With the term grandmillennial leaving everyone's lips, one savvy Brit is giving the word its true meaning. Meet Rosie Sparks, founder of STUDIO SPARKS, specializing in frilly pillows handmade from vintage, preloved and unwanted fabrics. In the anxious times of lockdown, Rosie took to her sewing machine and began creating glorious decorative pillows that combine old-world sensibility with a sustainable edge.

As a fervent supporter of emerging creatives and staunch advocate for goods of high quality, when STUDIO SPARKS has launched the company was immediately on my radar as a divine resource. I had a chance to go behind the seams with Rosie who proved to be a dame after my own heart with her maximal and timeless style.

Read Rosie's thoughtful responses to my prying questions below:

Where did your idea for Studio Sparks come from?
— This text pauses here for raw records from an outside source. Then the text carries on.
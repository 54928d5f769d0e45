/// Collection model and database operations
///
/// Collections group bookmarks. Two reserved collections exist per user,
/// seeded at registration and identified by slug:
///
/// - `unsorted`: default destination for new bookmarks
/// - `archived`: staging area a bookmark must pass through before deletion
///
/// Both carry `is_system = true` and cannot be renamed, re-slugged, or
/// deleted. The bookmark archive/unarchive/delete flow depends on both
/// existing, which is why a seeding failure fails registration itself.
///
/// # Schema
///
/// ```sql
/// CREATE TABLE collections (
///     id UUID PRIMARY KEY DEFAULT gen_random_uuid(),
///     user_id UUID NOT NULL REFERENCES users(id) ON DELETE CASCADE,
///     name VARCHAR(100) NOT NULL,
///     slug VARCHAR(120) NOT NULL,
///     description TEXT,
///     icon VARCHAR(100),
///     color VARCHAR(32),
///     parent_id UUID REFERENCES collections(id) ON DELETE SET NULL,
///     is_system BOOLEAN NOT NULL DEFAULT FALSE,
///     created_at TIMESTAMPTZ NOT NULL DEFAULT NOW(),
///     updated_at TIMESTAMPTZ NOT NULL DEFAULT NOW()
/// );
/// -- UNIQUE (user_id, name), UNIQUE (user_id, slug)
/// ```
use chrono::{DateTime, Utc};
use serde::{Deserialize, Serialize};
use sqlx::PgPool;
use uuid::Uuid;

/// Slug of the default collection for new bookmarks
pub const UNSORTED_SLUG: &str = "unsorted";

/// Slug of the archive staging collection
pub const ARCHIVED_SLUG: &str = "archived";

/// Collection model
#[derive(Debug, Clone, Serialize, Deserialize, sqlx::FromRow)]
#[serde(rename_all = "camelCase")]
pub struct Collection {
    /// Unique collection ID
    pub id: Uuid,

    /// Owner
    pub user_id: Uuid,

    /// Display name, unique per user
    pub name: String,

    /// URL-safe identifier, unique per user; "unsorted" and "archived" are
    /// reserved for the system pair
    pub slug: String,

    /// Optional description
    pub description: Option<String>,

    /// Optional icon identifier
    pub icon: Option<String>,

    /// Optional display color
    pub color: Option<String>,

    /// Parent collection for one level of nesting
    pub parent_id: Option<Uuid>,

    /// Whether this is one of the reserved system collections
    pub is_system: bool,

    /// When the collection was created
    pub created_at: DateTime<Utc>,

    /// When the collection was last updated
    pub updated_at: DateTime<Utc>,
}

/// Input for creating a collection
#[derive(Debug, Clone)]
pub struct CreateCollection {
    /// Owner
    pub user_id: Uuid,

    /// Display name
    pub name: String,

    /// Optional description
    pub description: Option<String>,

    /// Optional icon identifier
    pub icon: Option<String>,

    /// Optional display color
    pub color: Option<String>,

    /// Optional parent collection
    pub parent_id: Option<Uuid>,
}

/// Input for updating a collection
///
/// Only non-None fields are written. Renames also re-derive the slug, so a
/// rename can collide with an existing slug and surface as a conflict.
#[derive(Debug, Clone, Default)]
pub struct UpdateCollection {
    /// New display name
    pub name: Option<String>,

    /// New description
    pub description: Option<String>,

    /// New icon
    pub icon: Option<String>,

    /// New color
    pub color: Option<String>,
}

/// Search hit returned by the global search endpoint
#[derive(Debug, Clone, Serialize, sqlx::FromRow)]
#[serde(rename_all = "camelCase")]
pub struct CollectionSearchHit {
    pub id: Uuid,
    pub name: String,
}

/// Derives a URL-safe slug from a collection name
///
/// Lowercases, maps runs of non-alphanumeric characters to single hyphens,
/// and trims leading/trailing hyphens. An all-symbol name degrades to
/// "collection" rather than an empty slug.
pub fn slugify(name: &str) -> String {
    let mut slug = String::with_capacity(name.len());
    let mut last_was_hyphen = true;

    for c in name.chars() {
        if c.is_alphanumeric() {
            slug.extend(c.to_lowercase());
            last_was_hyphen = false;
        } else if !last_was_hyphen {
            slug.push('-');
            last_was_hyphen = true;
        }
    }

    while slug.ends_with('-') {
        slug.pop();
    }

    if slug.is_empty() {
        "collection".to_string()
    } else {
        slug
    }
}

impl Collection {
    /// Creates a collection with a slug derived from its name
    ///
    /// # Errors
    ///
    /// A name or slug collision surfaces as a unique-constraint database
    /// error; callers map it to a 409.
    pub async fn create(pool: &PgPool, data: CreateCollection) -> Result<Self, sqlx::Error> {
        let slug = slugify(&data.name);

        let collection = sqlx::query_as::<_, Collection>(
            r#"
            INSERT INTO collections (user_id, name, slug, description, icon, color, parent_id)
            VALUES ($1, $2, $3, $4, $5, $6, $7)
            RETURNING id, user_id, name, slug, description, icon, color, parent_id,
                      is_system, created_at, updated_at
            "#,
        )
        .bind(data.user_id)
        .bind(data.name)
        .bind(slug)
        .bind(data.description)
        .bind(data.icon)
        .bind(data.color)
        .bind(data.parent_id)
        .fetch_one(pool)
        .await?;

        Ok(collection)
    }

    /// Seeds the two reserved system collections for a freshly created user
    ///
    /// Registration calls this and propagates any failure: an account
    /// without its system pair would break the whole bookmark lifecycle.
    pub async fn seed_system(pool: &PgPool, user_id: Uuid) -> Result<(), sqlx::Error> {
        sqlx::query(
            r#"
            INSERT INTO collections (user_id, name, slug, is_system)
            VALUES ($1, 'Unsorted', $2, TRUE),
                   ($1, 'Archived', $3, TRUE)
            "#,
        )
        .bind(user_id)
        .bind(UNSORTED_SLUG)
        .bind(ARCHIVED_SLUG)
        .execute(pool)
        .await?;

        Ok(())
    }

    /// Finds a collection by ID, scoped to its owner
    pub async fn find_by_id_and_user(
        pool: &PgPool,
        id: Uuid,
        user_id: Uuid,
    ) -> Result<Option<Self>, sqlx::Error> {
        let collection = sqlx::query_as::<_, Collection>(
            r#"
            SELECT id, user_id, name, slug, description, icon, color, parent_id,
                   is_system, created_at, updated_at
            FROM collections
            WHERE id = $1 AND user_id = $2
            "#,
        )
        .bind(id)
        .bind(user_id)
        .fetch_optional(pool)
        .await?;

        Ok(collection)
    }

    /// Finds a collection by slug, scoped to its owner
    pub async fn find_by_slug(
        pool: &PgPool,
        user_id: Uuid,
        slug: &str,
    ) -> Result<Option<Self>, sqlx::Error> {
        let collection = sqlx::query_as::<_, Collection>(
            r#"
            SELECT id, user_id, name, slug, description, icon, color, parent_id,
                   is_system, created_at, updated_at
            FROM collections
            WHERE user_id = $1 AND slug = $2
            "#,
        )
        .bind(user_id)
        .bind(slug)
        .fetch_optional(pool)
        .await?;

        Ok(collection)
    }

    /// Resolves a system collection's id by slug
    ///
    /// The archive flow calls this for every transition; it returns None only
    /// if seeding never ran for the user, which registration prevents.
    pub async fn system_collection_id(
        pool: &PgPool,
        user_id: Uuid,
        slug: &str,
    ) -> Result<Option<Uuid>, sqlx::Error> {
        let id: Option<(Uuid,)> = sqlx::query_as(
            "SELECT id FROM collections WHERE user_id = $1 AND slug = $2 AND is_system",
        )
        .bind(user_id)
        .bind(slug)
        .fetch_optional(pool)
        .await?;

        Ok(id.map(|(id,)| id))
    }

    /// Lists a user's root collections (no parent), system pair included
    pub async fn list_roots(pool: &PgPool, user_id: Uuid) -> Result<Vec<Self>, sqlx::Error> {
        let collections = sqlx::query_as::<_, Collection>(
            r#"
            SELECT id, user_id, name, slug, description, icon, color, parent_id,
                   is_system, created_at, updated_at
            FROM collections
            WHERE user_id = $1 AND parent_id IS NULL
            ORDER BY is_system DESC, name
            "#,
        )
        .bind(user_id)
        .fetch_all(pool)
        .await?;

        Ok(collections)
    }

    /// Lists the children of a collection
    pub async fn list_children(
        pool: &PgPool,
        parent_id: Uuid,
        user_id: Uuid,
    ) -> Result<Vec<Self>, sqlx::Error> {
        let collections = sqlx::query_as::<_, Collection>(
            r#"
            SELECT id, user_id, name, slug, description, icon, color, parent_id,
                   is_system, created_at, updated_at
            FROM collections
            WHERE user_id = $1 AND parent_id = $2
            ORDER BY name
            "#,
        )
        .bind(user_id)
        .bind(parent_id)
        .fetch_all(pool)
        .await?;

        Ok(collections)
    }

    /// Updates a collection
    ///
    /// Only non-None fields are written; a rename re-derives the slug.
    /// Returns None if the collection isn't owned by the user. System
    /// collections must be rejected by the caller before this runs.
    pub async fn update(
        pool: &PgPool,
        id: Uuid,
        user_id: Uuid,
        data: UpdateCollection,
    ) -> Result<Option<Self>, sqlx::Error> {
        let mut query = String::from("UPDATE collections SET updated_at = NOW()");
        let mut bind_count = 2;

        if data.name.is_some() {
            bind_count += 1;
            query.push_str(&format!(", name = ${}", bind_count));
            bind_count += 1;
            query.push_str(&format!(", slug = ${}", bind_count));
        }
        if data.description.is_some() {
            bind_count += 1;
            query.push_str(&format!(", description = ${}", bind_count));
        }
        if data.icon.is_some() {
            bind_count += 1;
            query.push_str(&format!(", icon = ${}", bind_count));
        }
        if data.color.is_some() {
            bind_count += 1;
            query.push_str(&format!(", color = ${}", bind_count));
        }

        query.push_str(
            " WHERE id = $1 AND user_id = $2 \
             RETURNING id, user_id, name, slug, description, icon, color, parent_id, \
             is_system, created_at, updated_at",
        );

        let mut q = sqlx::query_as::<_, Collection>(&query).bind(id).bind(user_id);

        if let Some(name) = data.name {
            let slug = slugify(&name);
            q = q.bind(name);
            q = q.bind(slug);
        }
        if let Some(description) = data.description {
            q = q.bind(description);
        }
        if let Some(icon) = data.icon {
            q = q.bind(icon);
        }
        if let Some(color) = data.color {
            q = q.bind(color);
        }

        let collection = q.fetch_optional(pool).await?;

        Ok(collection)
    }

    /// Deletes a collection
    ///
    /// Bookmarks inside it fall back to `collection_id = NULL` via the
    /// foreign key. Returns false if the collection isn't owned by the user.
    /// System collections must be rejected by the caller before this runs.
    pub async fn delete(pool: &PgPool, id: Uuid, user_id: Uuid) -> Result<bool, sqlx::Error> {
        let result = sqlx::query("DELETE FROM collections WHERE id = $1 AND user_id = $2")
            .bind(id)
            .bind(user_id)
            .execute(pool)
            .await?;

        Ok(result.rows_affected() > 0)
    }

    /// Substring search over name/description for the global search endpoint
    pub async fn search(
        pool: &PgPool,
        user_id: Uuid,
        pattern: &str,
        limit: i64,
    ) -> Result<Vec<CollectionSearchHit>, sqlx::Error> {
        let hits = sqlx::query_as::<_, CollectionSearchHit>(
            r#"
            SELECT id, name
            FROM collections
            WHERE user_id = $1 AND (name ILIKE $2 OR description ILIKE $2)
            ORDER BY name
            LIMIT $3
            "#,
        )
        .bind(user_id)
        .bind(pattern)
        .bind(limit)
        .fetch_all(pool)
        .await?;

        Ok(hits)
    }
}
The UK went into its third lockdown around November/December (I can’t even remember at this point!) in 2020 and I was feeling quite antsy. I needed a creative outlet whilst stuck inside during the dreary English winter. Come January 2021, I had a few ideas for what I wanted to make and I shared my ideas during some country walks in the New Year with friends. They were well-received, so I decided to at least try the concept. I had always thought about starting my brand and one particular friend pushed me to just test it out - there was nothing else going on after all - and they’ve been my biggest supporter since.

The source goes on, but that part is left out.